Each list offered an incomplete glimpse, or ghostly trace of the mundane life of its authorJemima Terry

The paper lists appeal to me in the same way that peering into the windows of houses does. Abandoned and left to drift along paving stones like leaves, each list offers an incomplete glimpse or ghostly trace of the mundane life of its author. One lost note read, ’Hey Esther, Love you’. Another attested to a case of an anxious hangover, ’Be calm tabs, paracetamol, ibuprofen, cleansing pads, coffee’. One seemed to indulge in its own inside joke ’Sausages or bacon, milk’ and ‘Wootsits!’ Some lists were strikingly bland, ’Chicken, soup, salad, celery’, others eccentric, ’Corn things, choc + flowers’, some methodical ’Make lunch for work tomorrow. Check Wilko for a bigger tupperware box’.

Underlying this interest is an admiration for the paper object, the tactile appeal of the papery properties of unfolding, creasing, tearing, peeling, and inscribing. Paper is materially unstable, merely finding these scraps in one piece evokes a marvellous sense of chance. The surrealist André Breton writes vividly of his fantasy of walking through Paris, the city streets unfolding under his feet like huge sheets of paper:

“Street pavements accumulate and gather these lost artefacts, like a papery sediment that forms upon its surfaces”

‘The ground beneath my feet is nothing but an enormous unfolded newspaper. Sometimes a photograph comes by; it is a nondescript curiosity, and from the flowers there uniformly rises the smell, the good smell, of printers’ ink’

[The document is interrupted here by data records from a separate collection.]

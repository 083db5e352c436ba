//! User identity port: who is acting, for audit stamps.

use std::sync::Arc;

use hivekeep_domain::id::UserId;

/// Supplies the id of the user performing the current operation.
pub trait UserContext {
    fn user_id(&self) -> UserId;
}

impl<T: UserContext> UserContext for Arc<T> {
    fn user_id(&self) -> UserId {
        (**self).user_id()
    }
}

/// A fixed acting user, configured once at startup.
#[derive(Debug, Clone, Copy, PartialEq, Eq)]
pub struct StaticUser(pub UserId);

impl UserContext for StaticUser {
    fn user_id(&self) -> UserId {
        self.0
    }
}
//! # hivekeep-domain
//!
//! Pure domain model for the hivekeep inventory administration system.
//!
//! ## Responsibilities
//! - Foundational types: typed identifiers, error conventions, timestamps
//! - Define **Hives** (storage locations) and their **Sections**
//! - Define **Product categories** and **Catalogue products**
//! - Define the shared **record lifecycle** (active / soft-deleted) and audit stamps
//! - Validate create/update requests before they reach storage
//!
//! ## Dependency rule
//! This crate has **no internal dependencies**.
//! It must never import anything from `app`, adapters, or external IO crates.
//! All IO boundaries are expressed as traits in the `app` crate (ports).

pub mod error;
pub mod id;
pub mod lifecycle;
pub mod record;

pub mod hive;
pub mod hive_section;
pub mod product;
pub mod product_category;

Breton’s surrealist exploration of Paris is elided with some sort of reading. Streets are navigated like the printed lines of text on flat paper pages, between folds and corners new passages appear. Breton experiences his paper Paris in a distinctly sensorial way, it is seen, smelled, and unfolded like a great newspaper that reveals intricate interior contents. This surrealistic relationship between reading text from within paper folds and the marvellous chance discovery of a city’s infrastructure is somewhat evoked again by the Surrealist fashion designer Elsa Schiaparelli. In 1935, the designer took the scraps of press clippings from newspapers and assembled them into a collaged print that she used as fabric for blouses, dresses, and accessories. Transferring the paper scrap onto a garment playfully reiterates the textural properties of paper as a dynamic surface that folds, creases, and moves fleetingly through the city’s streets, according to chance.


Mountain View

Landscapes of the Mind

Street pavements accumulate and gather these lost artefacts, like a papery sediment that forms upon its surfaces. Finding, unfolding, and peeling apart these objects, I wonder how many of these lists were lost before they ever reached the supermarket, how many items had perhaps been forgotten or missed. I think that though lockdowns have ended, and walks have become slightly less insistent features of my days, I will always be reminded of Andre Breton’s fantastical vision of the city as a gridded network of newspaper columns, passages, and paper folds when little paper notes flutter across my path.